- [ACTIVITY] Go to the line in the entries below that holds "this registration down." and repeat exactly from there through the line that holds "fn scene() ->", inclusive.
□ □ □ □ □
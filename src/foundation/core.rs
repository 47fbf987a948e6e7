use crate::foundation::error::{RevealError, RevealResult};

pub use kurbo::{BezPath, Point, Rect, Size, Vec2};

/// Identifies every registration created by one mount of a view.
///
/// Tags are handed out by [`TriggerRegistry::new_owner`](crate::TriggerRegistry::new_owner) and
/// never reused within a registry.
#[derive(
    Clone, Copy, Debug, PartialEq, Eq, PartialOrd, Ord, Hash, serde::Serialize, serde::Deserialize,
)]
pub struct OwnerTag(pub u64);

/// Visible window onto the document, in CSS pixels.
#[derive(Clone, Copy, Debug, PartialEq, serde::Serialize, serde::Deserialize)]
#[serde(rename_all = "camelCase")]
pub struct Viewport {
    /// Viewport width.
    pub width: f64,
    /// Viewport height, must be > 0.
    pub height: f64,
    /// Current vertical scroll offset of the document.
    #[serde(default)]
    pub scroll_y: f64,
    /// Total scrollable document height (used for the root trigger).
    #[serde(default)]
    pub document_height: f64,
}

impl Viewport {
    /// Create a validated viewport scrolled to the top.
    pub fn new(width: f64, height: f64, document_height: f64) -> RevealResult<Self> {
        if !(width.is_finite() && width >= 0.0) {
            return Err(RevealError::validation("Viewport width must be finite and >= 0"));
        }
        if !(height.is_finite() && height > 0.0) {
            return Err(RevealError::validation("Viewport height must be finite and > 0"));
        }
        if !(document_height.is_finite() && document_height >= 0.0) {
            return Err(RevealError::validation(
                "Viewport document_height must be finite and >= 0",
            ));
        }
        Ok(Self {
            width,
            height,
            scroll_y: 0.0,
            document_height,
        })
    }

    /// Largest reachable scroll offset.
    pub fn max_scroll(self) -> f64 {
        (self.document_height - self.height).max(0.0)
    }

    /// Same viewport scrolled to `y`, clamped to the scrollable range.
    pub fn scrolled_to(mut self, y: f64) -> Self {
        self.scroll_y = if y.is_finite() {
            y.clamp(0.0, self.max_scroll())
        } else {
            0.0
        };
        self
    }

    /// Convert a rect in document coordinates into viewport-relative coordinates.
    pub fn to_viewport(self, doc_rect: Rect) -> Rect {
        doc_rect - Vec2::new(0.0, self.scroll_y)
    }

    /// Viewport-relative bounds of the whole document.
    pub fn root_rect(self) -> Rect {
        self.to_viewport(Rect::new(
            0.0,
            0.0,
            self.width,
            self.document_height.max(self.height),
        ))
    }

    /// `true` when `rect` (viewport-relative) lies within one viewport height above or below the
    /// visible area.
    pub fn is_near(self, rect: Rect) -> bool {
        rect.y1 >= -self.height && rect.y0 <= 2.0 * self.height
    }
}

#[cfg(test)]
#[path = "../../tests/unit/foundation/core.rs"]
mod tests;
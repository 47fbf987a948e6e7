use std::cell::RefCell;
use std::fmt;
use std::rc::Rc;

use slotmap::{SlotMap, new_key_type};

use crate::foundation::core::{OwnerTag, Viewport};
use crate::foundation::error::RevealResult;
use crate::registry::live::{Live, Step};
use crate::registry::registration::Registration;

new_key_type! {
    /// Generational handle to one registration. Stale handles never alias a newer registration.
    pub struct RevealId;
}

/// Counters for one [`TriggerRegistry::tick`].
#[derive(Clone, Copy, Debug, Default, PartialEq, Eq, serde::Serialize)]
pub struct TickReport {
    /// Registrations whose progress was recomputed.
    pub recomputed: usize,
    /// Registrations skipped because they are settled and far off-screen.
    pub culled: usize,
    /// `apply_style` calls made.
    pub writes: usize,
    /// Registrations removed during the tick (orphaned or finished `once` reveals).
    pub removed: usize,
    /// Registrations still playing or converging after the tick.
    pub animating: usize,
}

#[derive(Default)]
struct Inner {
    slots: SlotMap<RevealId, Live>,
    order: Vec<RevealId>,
    next_owner: u64,
    reduced_motion: bool,
}

impl Inner {
    fn remove(&mut self, id: RevealId) -> bool {
        let Some(mut live) = self.slots.remove(id) else {
            return false;
        };
        live.tear_down();
        self.order.retain(|k| *k != id);
        true
    }
}

/// Explicitly owned set of live scroll registrations.
///
/// Cloning yields another handle to the same registry. Ticks visit registrations in the order
/// they were registered. The registry is single-threaded and never keeps host elements alive.
#[derive(Clone, Default)]
pub struct TriggerRegistry {
    inner: Rc<RefCell<Inner>>,
}

impl fmt::Debug for TriggerRegistry {
    fn fmt(&self, f: &mut fmt::Formatter<'_>) -> fmt::Result {
        let inner = self.inner.borrow();
        f.debug_struct("TriggerRegistry")
            .field("len", &inner.slots.len())
            .field("next_owner", &inner.next_owner)
            .field("reduced_motion", &inner.reduced_motion)
            .finish()
    }
}

impl TriggerRegistry {
    /// Empty registry.
    pub fn new() -> Self {
        Self::default()
    }

    /// Fresh owner tag, unique within this registry.
    pub fn new_owner(&self) -> OwnerTag {
        let mut inner = self.inner.borrow_mut();
        inner.next_owner += 1;
        OwnerTag(inner.next_owner)
    }

    /// Validate and add a registration. Duplicates are allowed and animate independently.
    pub fn register(&self, registration: Registration) -> RevealResult<RevealId> {
        registration.validate()?;
        let owner = registration.owner;
        let targets = registration.targets.len();
        let mut inner = self.inner.borrow_mut();
        let id = inner.slots.insert(Live::new(registration));
        inner.order.push(id);
        tracing::debug!(?id, owner = owner.0, targets, "reveal registered");
        Ok(id)
    }

    /// Remove one registration. Returns `false` if it was already gone.
    pub fn unregister(&self, id: RevealId) -> bool {
        let removed = self.inner.borrow_mut().remove(id);
        if removed {
            tracing::debug!(?id, "reveal unregistered");
        }
        removed
    }

    /// Remove every registration of `owner` in one pass. Returns how many were removed.
    pub fn unregister_all(&self, owner: OwnerTag) -> usize {
        let mut inner = self.inner.borrow_mut();
        let Inner { slots, order, .. } = &mut *inner;
        let mut removed = 0;
        order.retain(|id| {
            let mine = slots.get(*id).is_some_and(|l| l.reg.owner == owner);
            if mine {
                if let Some(mut live) = slots.remove(*id) {
                    live.tear_down();
                }
                removed += 1;
            }
            !mine
        });
        if removed > 0 {
            tracing::debug!(owner = owner.0, removed, "owner torn down");
        }
        removed
    }

    /// Number of live registrations.
    pub fn len(&self) -> usize {
        self.inner.borrow().slots.len()
    }

    /// `true` when nothing is registered.
    pub fn is_empty(&self) -> bool {
        self.len() == 0
    }

    /// Number of live registrations created by `owner`.
    pub fn owner_len(&self, owner: OwnerTag) -> usize {
        self.inner
            .borrow()
            .slots
            .values()
            .filter(|l| l.reg.owner == owner)
            .count()
    }

    /// `true` for a registration that is still present.
    pub fn contains(&self, id: RevealId) -> bool {
        self.inner.borrow().slots.contains_key(id)
    }

    /// `true` when some registration needs a tick even without new scroll events.
    pub fn needs_frame(&self) -> bool {
        self.inner
            .borrow()
            .slots
            .values()
            .any(|l| l.is_fresh() || l.is_animating())
    }

    /// Geometry changed: re-measure paths and recompute every registration on the next tick.
    pub fn invalidate_layout(&self) {
        for live in self.inner.borrow_mut().slots.values_mut() {
            live.invalidate_layout();
        }
    }

    /// Collapse spatial offsets (translation, scale, rotation) to their resting values and keep
    /// only opacity fades. Path drawing is unaffected.
    ///
    /// Every registration is recomputed on the next tick when the setting changes.
    pub fn set_reduced_motion(&self, reduced: bool) {
        let mut inner = self.inner.borrow_mut();
        if inner.reduced_motion == reduced {
            return;
        }
        inner.reduced_motion = reduced;
        for live in inner.slots.values_mut() {
            live.refresh();
        }
        tracing::debug!(reduced, "reduced motion changed");
    }

    /// Whether [`TriggerRegistry::set_reduced_motion`] is on.
    pub fn reduced_motion(&self) -> bool {
        self.inner.borrow().reduced_motion
    }

    /// Recompute every live registration against `viewport` at time `now` (seconds).
    ///
    /// Never fails. Registrations whose trigger element has been dropped are removed.
    #[tracing::instrument(level = "trace", skip(self, viewport), fields(scroll_y = viewport.scroll_y))]
    pub fn tick(&self, viewport: &Viewport, now: f64) -> TickReport {
        let ids: Vec<RevealId> = self.inner.borrow().order.clone();
        let mut report = TickReport::default();

        for id in ids {
            // The borrow ends before any host code runs.
            let step = {
                let mut inner = self.inner.borrow_mut();
                let reduced_motion = inner.reduced_motion;
                let Some(live) = inner.slots.get_mut(id) else {
                    continue;
                };
                live.step(viewport, now, reduced_motion)
            };

            match step {
                Step::Orphaned => {
                    tracing::warn!(?id, "trigger element dropped while still registered");
                    if self.inner.borrow_mut().remove(id) {
                        report.removed += 1;
                    }
                }
                Step::Culled => report.culled += 1,
                Step::Updated { writes, finished } => {
                    report.recomputed += 1;
                    for (target, frame) in writes {
                        // A host write may have torn this registration down.
                        if !self.contains(id) {
                            break;
                        }
                        if target.is_attached() {
                            target.apply_style(&frame);
                            report.writes += 1;
                        }
                    }
                    if finished && self.inner.borrow_mut().remove(id) {
                        tracing::debug!(?id, "one-time reveal finished");
                        report.removed += 1;
                    }
                }
            }
        }

        report.animating = self
            .inner
            .borrow()
            .slots
            .values()
            .filter(|l| l.is_animating())
            .count();
        report
    }
}

#[cfg(test)]
#[path = "../../tests/unit/registry/store.rs"]
mod tests;
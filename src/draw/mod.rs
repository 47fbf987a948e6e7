pub(crate) mod controller;
pub(crate) mod metrics;
pub(crate) mod rope;
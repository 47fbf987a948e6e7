use super::*;
use crate::animation::property::Property;

fn scene() -> Scene {
    Scene::from_reader(include_str!("../../data/landing.json").as_bytes()).unwrap()
}

#[test]
fn landing_scene_reveals_everything_in_view() {
    let mut frames = Vec::new();
    let summary = simulate(&scene(), SimulateOptions::default(), |f| {
        frames.push(f.clone());
        Ok(())
    })
    .unwrap();

    assert_eq!(summary.frames, 301);
    assert!(summary.ticks > 0 && summary.ticks <= summary.frames);
    assert_eq!(summary.torn_down, 4);
    assert_eq!(frames.len() as u64, summary.ticks);

    let hero = &summary.styles["hero"];
    assert_eq!(hero.get(Property::Y), Some(0.0));
    for id in ["intro-1", "intro-2"] {
        assert_eq!(summary.styles[id].get(Property::Opacity), Some(1.0));
        assert_eq!(summary.styles[id].get(Property::Y), Some(0.0));
    }

    let divider = &summary.styles["divider"];
    assert_eq!(divider.get(Property::StrokeDasharray), Some(1280.0));
    let offset = divider.get(Property::StrokeDashoffset).unwrap();
    assert!((offset - 680.0).abs() < 1e-6, "{offset}");

    let rope = &summary.styles["rope"];
    let len = rope.get(Property::StrokeDasharray).unwrap();
    let offset = rope.get(Property::StrokeDashoffset).unwrap();
    assert!(offset > 0.0 && offset < len);
}

#[test]
fn second_intro_starts_after_the_first() {
    let mut first_moves = std::collections::BTreeMap::new();
    simulate(&scene(), SimulateOptions::default(), |f| {
        for (id, style) in &f.styles {
            if style.get(Property::Opacity).is_some_and(|o| o > 0.0) {
                first_moves.entry(id.clone()).or_insert(f.t);
            }
        }
        Ok(())
    })
    .unwrap();
    let a = first_moves["intro-1"];
    let b = first_moves["intro-2"];
    // 0.1s stagger, measured on a 60fps frame grid.
    assert!(b - a > 0.08, "{a} {b}");
}

#[test]
fn sink_errors_stop_the_run() {
    let err = simulate(&scene(), SimulateOptions::default(), |_| {
        Err(RevealError::validation("stop"))
    })
    .unwrap_err();
    assert!(err.to_string().contains("stop"));
}

#[test]
fn bad_options_are_rejected() {
    let opts = SimulateOptions {
        fps: 0.0,
        settle: 1.0,
        ..SimulateOptions::default()
    };
    assert!(simulate(&scene(), opts, |_| Ok(())).is_err());
}

#[test]
fn reduced_motion_never_offsets_elements() {
    let opts = SimulateOptions {
        reduced_motion: true,
        ..SimulateOptions::default()
    };
    let mut saw_fade = false;
    let summary = simulate(&scene(), opts, |f| {
        for style in f.styles.values() {
            if let Some(y) = style.get(Property::Y) {
                assert_eq!(y, 0.0, "frame {}", f.frame);
            }
            saw_fade |= style.get(Property::Opacity).is_some_and(|o| o > 0.0 && o < 1.0);
        }
        Ok(())
    })
    .unwrap();
    assert!(saw_fade);
    assert_eq!(summary.styles["intro-2"].get(Property::Opacity), Some(1.0));
}
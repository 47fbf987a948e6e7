use super::*;
use crate::animation::property::Property;
use crate::foundation::core::Rect;
use crate::host::memory::MemoryElement;
use crate::timeline::toggle::ToggleAction;
use crate::viewport::marker::Anchor;

#[test]
fn defaults_match_documented_values() {
    let spec: RevealSpec =
        serde_json::from_str(r#"{ "properties": [{ "property": "opacity", "from": 0, "to": 1 }] }"#)
            .unwrap();
    assert_eq!(spec.start, Marker::default_start());
    assert_eq!(spec.end, None);
    assert_eq!(spec.scrub.lag(), None);
    assert_eq!(spec.stagger, 0.0);
    assert_eq!(spec.delay, 0.0);
    assert_eq!(spec.duration, 0.5);
    assert_eq!(spec.ease, Ease::OutQuad);
    assert!(!spec.draw);
    assert!(!spec.once);
    assert_eq!(spec.toggle_actions, ToggleActions::default());
}

#[test]
fn full_json_parses() {
    let spec = RevealSpec::from_json(
        r#"{
            "start": "top 70%",
            "end": "bottom 30%",
            "scrub": 1,
            "ease": "power2.inOut",
            "stagger": 0.1,
            "properties": [
                { "property": "translateY", "from": 30, "to": 0 },
                { "property": "opacity", "from": 0, "to": 1, "ease": "none" }
            ]
        }"#,
    )
    .unwrap();
    assert_eq!(spec.start, Marker::new(Anchor::TOP, Anchor::fraction(0.7)));
    assert_eq!(spec.scrub.lag(), Some(1.0));
    assert_eq!(spec.ease, Ease::InOutCubic);
    assert_eq!(spec.properties[0].property, Property::Y);
    assert_eq!(spec.properties[1].ease, Some(Ease::Linear));
}

#[test]
fn scrub_accepts_bool_or_seconds() {
    let parse = |s: &str| serde_json::from_str::<Scrub>(s).unwrap().lag();
    assert_eq!(parse("false"), None);
    assert_eq!(parse("true"), Some(0.0));
    assert_eq!(parse("0.5"), Some(0.5));
}

#[test]
fn toggle_actions_parse_from_json() {
    let spec = RevealSpec::from_json(
        r#"{ "toggleActions": "play none none reverse", "properties": [{ "property": "y", "from": 50, "to": 0 }] }"#,
    )
    .unwrap();
    assert_eq!(spec.toggle_actions.on_leave_back, ToggleAction::Reverse);
}

#[test]
fn rejects_bad_specs() {
    assert!(RevealSpec::from_json("{}").is_err());
    assert!(RevealSpec::from_json(r#"{ "start": "middle 80%" }"#).is_err());
    assert!(RevealSpec::from_json(r#"{ "draw": true, "unknown": 1 }"#).is_err());
    assert!(
        RevealSpec::from_json(
            r#"{ "draw": true, "properties": [{ "property": "opacity", "from": 0, "to": 1 }] }"#
        )
        .is_err()
    );
    assert!(RevealSpec::from_json(r#"{ "draw": true, "duration": -1 }"#).is_err());
    assert!(RevealSpec::from_json(r#"{ "draw": true, "scrub": -2 }"#).is_err());
    assert!(RevealSpec::from_json(r#"{ "draw": true, "scrub": true, "once": true }"#).is_err());
    assert!(RevealSpec::from_json(r#"{ "draw": true }"#).is_ok());
}

#[test]
fn registration_binds_targets_and_trigger() {
    let (_a, a) = MemoryElement::new("a", Rect::new(0.0, 0.0, 10.0, 10.0)).into_ref();
    let (_b, b) = MemoryElement::new("b", Rect::new(0.0, 20.0, 10.0, 30.0)).into_ref();
    let spec = crate::presets::fade_up();

    let reg = spec
        .registration(OwnerTag(7), &[a.clone(), b.clone()], &TriggerRef::Target)
        .unwrap();
    assert_eq!(reg.owner, OwnerTag(7));
    assert_eq!(reg.targets.len(), 2);
    assert_eq!(reg.timing.count, 2);
    assert!((reg.timing.total() - 0.7).abs() < 1e-12);
    assert!(matches!(reg.playback, Playback::OneShot { once: false, .. }));
    let Trigger::Element(trigger) = &reg.trigger else {
        panic!("expected an element trigger");
    };
    assert!(Rc::ptr_eq(&trigger.upgrade().unwrap(), &a));

    let reg = spec
        .registration(OwnerTag(7), &[a], &TriggerRef::Root)
        .unwrap();
    assert!(matches!(reg.trigger, Trigger::Root));
}

#[test]
fn registration_needs_targets() {
    let err = crate::presets::hero()
        .registration(OwnerTag(1), &[], &TriggerRef::Target)
        .unwrap_err();
    assert!(matches!(err, RevealError::Validation(_)));
    let err = crate::presets::hero()
        .registration(OwnerTag(1), &[], &TriggerRef::Root)
        .unwrap_err();
    assert!(matches!(err, RevealError::Validation(_)));
}

#[test]
fn serializes_in_camel_case() {
    let json = serde_json::to_value(crate::presets::rope_draw()).unwrap();
    assert_eq!(json["start"], "top 70%");
    assert_eq!(json["end"], "bottom 30%");
    assert_eq!(json["scrub"], 1.0);
    assert_eq!(json["ease"], "power2.inOut");
    assert_eq!(json["toggleActions"], "play none none none");
}

#[test]
fn css_bezier_eases_are_accepted() {
    let spec = RevealSpec::from_json(
        r#"{
            "duration": 1.2,
            "ease": "cubic-bezier(0.22, 1, 0.36, 1)",
            "properties": [
                { "property": "opacity", "from": 0, "to": 1 },
                { "property": "y", "from": 100, "to": 0, "ease": "cubic-bezier(0.16, 1, 0.3, 1)" }
            ]
        }"#,
    )
    .unwrap();
    assert_eq!(spec.ease, Ease::cubic_bezier(0.22, 1.0, 0.36, 1.0).unwrap());
    assert_eq!(
        spec.properties[1].ease,
        Some(Ease::cubic_bezier(0.16, 1.0, 0.3, 1.0).unwrap())
    );
    assert!(RevealSpec::from_json(r#"{ "ease": "cubic-bezier(2, 0, 0, 1)", "draw": true }"#).is_err());
}
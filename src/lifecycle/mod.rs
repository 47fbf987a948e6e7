pub(crate) mod scope;
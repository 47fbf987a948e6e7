//! Generators for the decorative rope paths.

use std::f64::consts::{FRAC_PI_2, PI, TAU};
use std::str::FromStr;

use crate::foundation::core::{BezPath, Point, Size, Vec2};
use crate::foundation::error::{RevealError, RevealResult};

/// Meander multiplier used when a rope does not set one.
pub const DEFAULT_ROPE_WAVINESS: f64 = 0.22;

/// Meander segment count used when a rope does not set one.
pub const DEFAULT_ROPE_SEGMENTS: usize = 5;

// Peak sideways offset in pixels at waviness 1.
const ROPE_AMPLITUDE: f64 = 120.0;

/// Start and end corners of a corner-to-corner rope.
#[derive(Clone, Copy, Debug, Default, PartialEq, Eq, serde::Serialize, serde::Deserialize)]
#[serde(try_from = "String", into = "String")]
pub enum RopeCorners {
    /// Top-left to bottom-right.
    #[default]
    TopLeftToBottomRight,
    /// Top-right to bottom-left.
    TopRightToBottomLeft,
    /// Bottom-left to top-right.
    BottomLeftToTopRight,
    /// Bottom-right to top-left.
    BottomRightToTopLeft,
}

impl RopeCorners {
    /// Short form such as `tl-br`.
    pub fn name(self) -> &'static str {
        match self {
            Self::TopLeftToBottomRight => "tl-br",
            Self::TopRightToBottomLeft => "tr-bl",
            Self::BottomLeftToTopRight => "bl-tr",
            Self::BottomRightToTopLeft => "br-tl",
        }
    }

    // Normalized endpoints, inset 5% from the edges.
    fn endpoints(self) -> (Vec2, Vec2) {
        let (near, far) = (0.05, 0.95);
        match self {
            Self::TopLeftToBottomRight => (Vec2::new(near, near), Vec2::new(far, far)),
            Self::TopRightToBottomLeft => (Vec2::new(far, near), Vec2::new(near, far)),
            Self::BottomLeftToTopRight => (Vec2::new(near, far), Vec2::new(far, near)),
            Self::BottomRightToTopLeft => (Vec2::new(far, far), Vec2::new(near, near)),
        }
    }
}

impl FromStr for RopeCorners {
    type Err = RevealError;

    fn from_str(s: &str) -> Result<Self, Self::Err> {
        match s.trim().to_ascii_lowercase().as_str() {
            "tl-br" => Ok(Self::TopLeftToBottomRight),
            "tr-bl" => Ok(Self::TopRightToBottomLeft),
            "bl-tr" => Ok(Self::BottomLeftToTopRight),
            "br-tl" => Ok(Self::BottomRightToTopLeft),
            other => Err(RevealError::config(format!("unknown rope corners '{other}'"))),
        }
    }
}

impl TryFrom<String> for RopeCorners {
    type Error = RevealError;

    fn try_from(s: String) -> Result<Self, Self::Error> {
        s.parse()
    }
}

impl From<RopeCorners> for String {
    fn from(c: RopeCorners) -> Self {
        c.name().to_owned()
    }
}

/// Meandering cubic rope between two corners of a `size` box.
///
/// `segments - 1` interior points are pushed off the straight line along its normal by
/// `waviness * 120 * sin(πt)` pixels, so the offset peaks mid-rope whatever the box size. The
/// polyline is then smoothed into a Catmull-Rom cubic chain.
pub fn corner_rope(
    corners: RopeCorners,
    size: Size,
    waviness: f64,
    segments: usize,
) -> RevealResult<BezPath> {
    if !(size.width > 0.0 && size.height > 0.0) {
        return Err(RevealError::validation("rope size must be positive"));
    }
    if segments < 1 {
        return Err(RevealError::validation("rope needs at least one segment"));
    }
    if !waviness.is_finite() {
        return Err(RevealError::validation("rope waviness must be finite"));
    }

    let (a, b) = corners.endpoints();
    let p0 = Point::new(a.x * size.width, a.y * size.height);
    let pn = Point::new(b.x * size.width, b.y * size.height);
    let dir = pn - p0;
    let len = dir.hypot();
    let normal = if len > 0.0 {
        Vec2::new(-dir.y / len, dir.x / len)
    } else {
        Vec2::ZERO
    };
    let reach = waviness * ROPE_AMPLITUDE;

    let mut pts = Vec::with_capacity(segments + 1);
    pts.push(p0);
    for i in 1..segments {
        let t = i as f64 / segments as f64;
        let amp = reach * (PI * t).sin();
        pts.push(p0 + dir * t + normal * amp);
    }
    pts.push(pn);

    Ok(catmull_rom(&pts))
}

fn catmull_rom(pts: &[Point]) -> BezPath {
    let mut path = BezPath::new();
    let Some(&first) = pts.first() else {
        return path;
    };
    path.move_to(first);
    let last = pts.len() - 1;
    for i in 0..last {
        let p0 = pts[i.saturating_sub(1)];
        let p1 = pts[i];
        let p2 = pts[i + 1];
        let p3 = pts[(i + 2).min(last)];
        let c1 = p1 + (p2 - p0) / 6.0;
        let c2 = p2 - (p3 - p1) / 6.0;
        path.curve_to(c1, c2, p2);
    }
    path
}

/// Closed, slightly irregular circle that reads as a coiled rope.
pub fn circular_rope(size: f64, stroke_width: f64) -> RevealResult<BezPath> {
    let radius = (size - stroke_width * 2.0) / 2.0;
    if !(radius.is_finite() && radius > 0.0) {
        return Err(RevealError::validation(
            "circular rope needs size > 2 * stroke_width",
        ));
    }
    const SEGMENTS: usize = 32;
    let center = Point::new(size / 2.0, size / 2.0);
    let at = |i: usize| {
        let angle = i as f64 / SEGMENTS as f64 * TAU;
        let r = radius + (angle * 8.0).sin() * 2.0;
        (angle, r, center + Vec2::from_angle(angle) * r)
    };

    let mut path = BezPath::new();
    path.move_to(at(0).2);
    for i in 1..=SEGMENTS {
        let (prev_angle, _, prev) = at(i - 1);
        let (angle, r, p) = at(i);
        let c1 = prev + Vec2::from_angle(prev_angle + FRAC_PI_2) * (r * 0.1);
        let c2 = p - Vec2::from_angle(angle + FRAC_PI_2) * (r * 0.1);
        path.curve_to(c1, c2, p);
    }
    path.close_path();
    Ok(path)
}

#[cfg(test)]
#[path = "../../tests/unit/draw/rope.rs"]
mod tests;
□ □ □ □ □
- [RESPONSE]
                        // A host write may have torn this registration down.
                        if !self.contains(id) {
                            break;
                        }
                        if target.is_attached() {
                            target.apply_style(&frame);
                            report.writes += 1;
                        }
                    }
                    if finished && self.inner.borrow_mut().remove(id) {
                        tracing::debug!(?id, "one-time reveal finished");
                        report.removed += 1;
                    }
                }
            }
        }

        report.animating = self
            .inner
            .borrow()
            .slots
            .values()
            .filter(|l| l.is_animating())
            .count();
        report
    }
}

#[cfg(test)]
#[path = "../../tests/unit/registry/store.rs"]
mod tests;
filename src/draw/mod.rs
repository 47fbf987a948e6e7
pub(crate) mod controller;
pub(crate) mod metrics;
pub(crate) mod rope;
repository 47fbf987a948e6e7
use super::*;
use crate::animation::property::Property;

fn scene() -> Scene {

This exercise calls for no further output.